Aim of the task:
Could you copy, exactly as written, every line from the first line of the records through the one containing "let connection = slot"?

Stored data:

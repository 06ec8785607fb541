//! Process launcher: one lazily created, reused worker connection per project root

pub mod connection;
pub mod process;

pub use connection::{CallHandle, Connection};
pub use process::{ConnectionFactory, ProcessConnectionFactory};

use crate::{error::Result, protocol::ToolConfig};
use parking_lot::Mutex;
use std::collections::HashMap;
use std::path::{Path, PathBuf};
use std::sync::Arc;
use tokio::sync::OnceCell;
use tracing::info;

type Slot = Arc<OnceCell<Arc<Connection>>>;

pub struct Launcher {
    factory: Arc<dyn ConnectionFactory>,
    connections: Mutex<HashMap<PathBuf, Slot>>,
}

impl Launcher {
    pub fn new(factory: Arc<dyn ConnectionFactory>) -> Self {
        Self {
            factory,
            connections: Mutex::new(HashMap::new()),
        }
    }

    /// Return the connection for `root`, opening it on first use.
    ///
    /// Concurrent first connects share one open. A failed open is not cached
    /// and not retried; the next operation for the root tries again. A
    /// connection that has since closed is replaced by a fresh one.
    pub async fn connect(&self, root: &Path, tool: &ToolConfig) -> Result<Arc<Connection>> {
        let slot = {
            let mut connections = self.connections.lock();
            let slot = connections.entry(root.to_path_buf()).or_default();
            if slot.get().is_some_and(|connection| connection.is_closed()) {
                *slot = Slot::default();
            }
            slot.clone()
        };

        let connection = slot
            .get_or_try_init(|| async {
                info!(root = %root.display(), "opening worker connection");
                self.factory.open(root, tool).await.map(Arc::new)
            })
            .await?;
        Ok(connection.clone())
    }

    /// Tear down the connection for `root`, failing its outstanding calls
    pub fn disconnect(&self, root: &Path) -> bool {
        let slot = self.connections.lock().remove(root);
        match slot.as_ref().and_then(|slot| slot.get()) {
            Some(connection) => {
                connection.disconnect();
                true
            }
            None => false,
        }
    }

    pub fn disconnect_all(&self) -> usize {
        let slots: Vec<Slot> = self
            .connections
            .lock()
            .drain()
            .map(|(_, slot)| slot)
            .collect();
        let mut count = 0;
        for slot in slots {
            if let Some(connection) = slot.get() {
                connection.disconnect();
                count += 1;
            }
        }
        count
    }

    pub fn connected_roots(&self) -> Vec<PathBuf> {
        self.connections
            .lock()
            .iter()
            .filter(|(_, slot)| slot.get().is_some_and(|connection| !connection.is_closed()))
            .map(|(root, _)| root.clone())
            .collect()
    }
}
//! Maps target sources and resources onto model-relative locations

use super::{
    model::{Attributes, ClasspathEntry, LinkedFolder},
    raw::RawTarget,
};
use std::collections::HashSet;
use std::path::{Component, Path, PathBuf};
use tracing::debug;

/// Directory name marking build-tool generated content
const BUILD_DIR: &str = "build";

/// Where a source path lands in the model
#[derive(Debug, Clone, PartialEq, Eq)]
pub enum Location {
    /// Relative to the project root
    Project(PathBuf),
    /// Outside the root; represented by a linked folder
    Linked(LinkedFolder),
}

impl Location {
    pub fn path(&self) -> PathBuf {
        match self {
            Location::Project(path) => path.clone(),
            Location::Linked(folder) => PathBuf::from(&folder.name),
        }
    }
}

pub struct PathMapper<'a> {
    project_root: &'a Path,
    workspace_root: &'a Path,
}

impl<'a> PathMapper<'a> {
    pub fn new(project_root: &'a Path, workspace_root: &'a Path) -> Self {
        Self {
            project_root,
            workspace_root,
        }
    }

    /// Absolute and lexically normalized, so `..` cannot hide a foreign path
    fn absolute(&self, path: &Path) -> PathBuf {
        if path.is_absolute() {
            normalize(path)
        } else {
            normalize(&self.project_root.join(path))
        }
    }

    /// Map a source path. Paths under neither the project nor the workspace root are unplaceable.
    pub fn map_source(&self, path: &Path) -> Option<Location> {
        let absolute = self.absolute(path);
        if let Ok(relative) = absolute.strip_prefix(self.project_root) {
            return Some(Location::Project(relative.to_path_buf()));
        }
        let relative = absolute.strip_prefix(self.workspace_root).ok()?;
        let name = segments(relative).join("_");
        if name.is_empty() {
            return None;
        }
        Some(Location::Linked(LinkedFolder {
            name,
            target: absolute,
        }))
    }

    /// Map a resource path; resources are never linked from outside the root
    pub fn map_resource(&self, path: &Path) -> Option<PathBuf> {
        self.absolute(path)
            .strip_prefix(self.project_root)
            .ok()
            .map(Path::to_path_buf)
    }

    /// True when the mapped path runs through a directory literally named `build`
    pub fn is_build_output(&self, path: &Path) -> bool {
        let absolute = self.absolute(path);
        let relative = absolute
            .strip_prefix(self.project_root)
            .or_else(|_| absolute.strip_prefix(self.workspace_root))
            .unwrap_or(&absolute);
        segments(relative).contains(&BUILD_DIR)
    }
}

/// Drop `.` and fold `..` into its parent without touching the file system.
///
/// `..` above the file-system root stays at the root.
fn normalize(path: &Path) -> PathBuf {
    let mut normalized = PathBuf::new();
    for component in path.components() {
        match component {
            Component::CurDir => {}
            Component::ParentDir => match normalized.components().next_back() {
                Some(Component::Normal(_)) => {
                    normalized.pop();
                }
                Some(Component::RootDir) | Some(Component::Prefix(_)) => {}
                _ => normalized.push(".."),
            },
            other => normalized.push(other.as_os_str()),
        }
    }
    normalized
}

fn segments(path: &Path) -> Vec<&str> {
    path.components()
        .filter_map(|component| match component {
            Component::Normal(segment) => segment.to_str(),
            _ => None,
        })
        .collect()
}

/// Entries contributed by one target
#[derive(Debug, Default)]
pub struct TargetEntries {
    pub sources: Vec<ClasspathEntry>,
    pub resources: Vec<ClasspathEntry>,
    pub linked_folders: Vec<LinkedFolder>,
}

/// Build the source and resource entries for a target.
///
/// Missing or generated sources and anything under a `build` directory are OPTIONAL;
/// resources are always OPTIONAL. Test targets mark their entries TEST.
pub fn target_entries(target: &RawTarget, mapper: &PathMapper<'_>) -> TargetEntries {
    let mut entries = TargetEntries::default();
    let output_path = output_path_of(target, "source");
    let resource_output = output_path_of(target, "resource").or_else(|| output_path.clone());
    let mut seen: HashSet<PathBuf> = HashSet::new();

    let sources = match &output_path {
        Some(_) => target.sources.as_slice(),
        None => {
            if !target.sources.is_empty() {
                debug!("target {} has no source output path; skipping its sources", target.id);
            }
            &[]
        }
    };

    for source in sources {
        let Some(location) = mapper.map_source(&source.path) else {
            debug!(
                "skipping source {} of {}: outside project and workspace",
                source.path.display(),
                target.id
            );
            continue;
        };
        let path = location.path();
        if !seen.insert(path.clone()) {
            continue;
        }
        if let Location::Linked(folder) = location {
            entries.linked_folders.push(folder);
        }
        let optional = source.generated
            || !mapper.absolute(&source.path).exists()
            || mapper.is_build_output(&source.path);
        entries.sources.push(ClasspathEntry::Source {
            path,
            output_path: output_path.clone(),
            attributes: Attributes::new(target.is_test, optional),
        });
    }

    for resource in &target.resources {
        let Some(path) = mapper.map_resource(&resource.path) else {
            debug!(
                "skipping resource {} of {}: outside project",
                resource.path.display(),
                target.id
            );
            continue;
        };
        if !seen.insert(path.clone()) {
            continue;
        }
        entries.resources.push(ClasspathEntry::Resource {
            path,
            output_path: resource_output.clone(),
            attributes: Attributes::new(target.is_test, true),
        });
    }

    entries
}

fn output_path_of(target: &RawTarget, kind: &str) -> Option<PathBuf> {
    target
        .output_paths
        .iter()
        .find(|output| output.kind == kind)
        .map(|output| output.path.clone())
}

#[cfg(test)]
mod tests {
    use super::*;
    use crate::resolver::raw::{OutputPath, ResourceItem, SourceItem};
    use tempfile::TempDir;

    fn source(path: &Path, generated: bool) -> SourceItem {
        SourceItem {
            path: path.to_path_buf(),
            generated,
        }
    }

    #[test]
    fn test_in_root_and_linked_mapping() {
        let mapper = PathMapper::new(Path::new("/ws/app"), Path::new("/ws"));
        assert_eq!(
            mapper.map_source(Path::new("/ws/app/src/main/java")),
            Some(Location::Project(PathBuf::from("src/main/java")))
        );
        assert_eq!(
            mapper.map_source(Path::new("/ws/shared/src/main/java")),
            Some(Location::Linked(LinkedFolder {
                name: "shared_src_main_java".to_string(),
                target: PathBuf::from("/ws/shared/src/main/java"),
            }))
        );
        assert_eq!(mapper.map_source(Path::new("/elsewhere/src")), None);
        assert_eq!(mapper.map_resource(Path::new("/ws/shared/res")), None);
    }

    #[test]
    fn test_parent_segments_cannot_escape_the_root() {
        let mapper = PathMapper::new(Path::new("/ws/app"), Path::new("/ws"));
        let expected = Location::Linked(LinkedFolder {
            name: "shared_src".to_string(),
            target: PathBuf::from("/ws/shared/src"),
        });
        assert_eq!(
            mapper.map_source(Path::new("/ws/app/../shared/src")),
            Some(expected.clone())
        );
        assert_eq!(mapper.map_source(Path::new("../shared/src")), Some(expected));
        assert_eq!(
            mapper.map_source(Path::new("./src/./main/java")),
            Some(Location::Project(PathBuf::from("src/main/java")))
        );
        assert_eq!(mapper.map_source(Path::new("/ws/../../etc")), None);
        assert_eq!(mapper.map_resource(Path::new("/ws/app/../res")), None);
    }

    #[test]
    fn test_target_entries() {
        let temp_dir = TempDir::new().unwrap();
        let ws = temp_dir.path().join("ws");
        let app = ws.join("app");
        for dir in [
            app.join("src/test/java"),
            app.join("build/generated/sources/test"),
            app.join("gen"),
            ws.join("shared/src/test/java"),
        ] {
            std::fs::create_dir_all(dir).unwrap();
        }

        let mapper = PathMapper::new(&app, &ws);
        let target = RawTarget {
            id: "app:test".to_string(),
            is_test: true,
            output_paths: vec![OutputPath {
                kind: "source".to_string(),
                path: app.join("build/classes/java/test"),
            }],
            sources: vec![
                source(&app.join("src/test/java"), false),
                source(&app.join("src/test/java"), false),
                source(&app.join("build/generated/sources/test"), false),
                source(&app.join("gen"), true),
                source(&app.join("src/missing"), false),
                source(Path::new("/tmp/stray"), false),
                source(&ws.join("shared/src/test/java"), false),
            ],
            resources: vec![ResourceItem {
                path: app.join("src/test/resources"),
            }],
            ..Default::default()
        };

        let entries = target_entries(&target, &mapper);
        let flags: Vec<(PathBuf, bool, bool)> = entries
            .sources
            .iter()
            .map(|entry| {
                let attrs = entry.attributes();
                (entry.location().unwrap().clone(), attrs.test, attrs.optional)
            })
            .collect();
        assert_eq!(
            flags,
            vec![
                (PathBuf::from("src/test/java"), true, false),
                (PathBuf::from("build/generated/sources/test"), true, true),
                (PathBuf::from("gen"), true, true),
                (PathBuf::from("src/missing"), true, true),
                (PathBuf::from("shared_src_test_java"), true, false),
            ]
        );
        assert_eq!(entries.linked_folders.len(), 1);

        assert_eq!(entries.resources.len(), 1);
        let resource = &entries.resources[0];
        assert!(resource.attributes().optional);
        assert!(matches!(
            resource,
            ClasspathEntry::Resource { output_path: Some(out), .. }
                if *out == app.join("build/classes/java/test")
        ));
    }

    #[test]
    fn test_target_without_source_output_skips_sources() {
        let mapper = PathMapper::new(Path::new("/ws/app"), Path::new("/ws"));
        let target = RawTarget {
            id: "app:main".to_string(),
            sources: vec![source(Path::new("/ws/app/src/main/java"), false)],
            resources: vec![ResourceItem {
                path: PathBuf::from("/ws/app/src/main/resources"),
            }],
            ..Default::default()
        };
        let entries = target_entries(&target, &mapper);
        assert!(entries.sources.is_empty());
        assert_eq!(entries.resources.len(), 1);
    }
}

Completed task:
repository 06ec8785607fb541
//! Process launcher: one lazily created, reused worker connection per project root

pub mod connection;
pub mod process;

pub use connection::{CallHandle, Connection};
pub use process::{ConnectionFactory, ProcessConnectionFactory};

use crate::{error::Result, protocol::ToolConfig};
use parking_lot::Mutex;
use std::collections::HashMap;
use std::path::{Path, PathBuf};
use std::sync::Arc;
use tokio::sync::OnceCell;
use tracing::info;

type Slot = Arc<OnceCell<Arc<Connection>>>;

pub struct Launcher {
    factory: Arc<dyn ConnectionFactory>,
    connections: Mutex<HashMap<PathBuf, Slot>>,
}

impl Launcher {
    pub fn new(factory: Arc<dyn ConnectionFactory>) -> Self {
        Self {
            factory,
            connections: Mutex::new(HashMap::new()),
        }
    }

    /// Return the connection for `root`, opening it on first use.
    ///
    /// Concurrent first connects share one open. A failed open is not cached
    /// and not retried; the next operation for the root tries again. A
    /// connection that has since closed is replaced by a fresh one.
    pub async fn connect(&self, root: &Path, tool: &ToolConfig) -> Result<Arc<Connection>> {
        let slot = {
            let mut connections = self.connections.lock();
            let slot = connections.entry(root.to_path_buf()).or_default();
            if slot.get().is_some_and(|connection| connection.is_closed()) {
                *slot = Slot::default();
            }
            slot.clone()
        };

        let connection = slot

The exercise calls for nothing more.